Pediatric soft-tissue sarcomas (STSs) are aggressive malignancies with poor prognoses, particularly in recurrent and metastatic cases. Standard therapies, such as cytotoxic chemotherapy, offer limited survival benefits and carry significant toxicities, underscoring the urgent need for innovative therapeutic approaches. CYP2W1, a tumor-specific monooxygenase enzyme, has emerged as a promising therapeutic target due to its aberrant expression in various cancers. However, its role in pediatric STSs remains poorly understood.
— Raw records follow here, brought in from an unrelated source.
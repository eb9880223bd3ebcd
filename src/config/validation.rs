//! Configuration validation.
//!
//! # Responsibilities
//! - Semantic validation (serde handles syntactic)
//! - Check that the selected output has what it needs (file path)
//! - Check that the tracing filter directive parses
//!
//! # Design Decisions
//! - Returns all validation errors, not just first
//! - Validation is pure function: LoggingConfig → Result<(), Vec<ValidationError>>
//! - Runs before config is accepted into the system

use thiserror::Error;
use tracing_subscriber::EnvFilter;

use crate::config::schema::{LogFormat, LoggingConfig, OutputTarget};

/// A single semantic problem with a configuration.
#[derive(Debug, Clone, PartialEq, Eq, Error)]
pub enum ValidationError {
    #[error("output is \"file\" but file_path is not set")]
    MissingFilePath,

    #[error("file_path must not be empty")]
    EmptyFilePath,

    #[error("invalid tracing_filter {filter:?}: {reason}")]
    InvalidTracingFilter { filter: String, reason: String },
}

/// Check `config`, collecting every problem found.
pub fn validate_config(config: &LoggingConfig) -> Result<(), Vec<ValidationError>> {
    let mut errors = Vec::new();

    match (&config.output, config.file_path.as_deref()) {
        (OutputTarget::File, None) => errors.push(ValidationError::MissingFilePath),
        (_, Some(path)) if path.trim().is_empty() => errors.push(ValidationError::EmptyFilePath),
        _ => {}
    }

    if config.format == LogFormat::Tracing {
        if let Err(e) = EnvFilter::try_new(&config.tracing_filter) {
            errors.push(ValidationError::InvalidTracingFilter {
                filter: config.tracing_filter.clone(),
                reason: e.to_string(),
            });
        }
    }

    if errors.is_empty() {
        Ok(())
    } else {
        Err(errors)
    }
}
This study evaluated CYP2W1 expression in 42 pediatric STS samples across seven histological subtypes using qPCR and Western blot analyses. High CYP2W1 expression was detected in 69% of tumor samples at the mRNA level and in 40.5% at the protein level, compared to absent or negligible expression in matched normal tissues (p < 0.001). Synovial sarcoma and rhabdomyosarcoma subtypes exhibited the highest CYP2W1 protein expression, at 70% and 62.5%, respectively. Furthermore, CYP2W1 expression was significantly associated with higher histological grade, advanced tumor stage, and a trend toward reduced overall survival (p = 0.082). These findings indicate that CYP2W1 is aberrantly expressed in a subset of pediatric STSs, contributing to tumor aggressiveness and highlighting its potential as a novel therapeutic target for these challenging malignancies.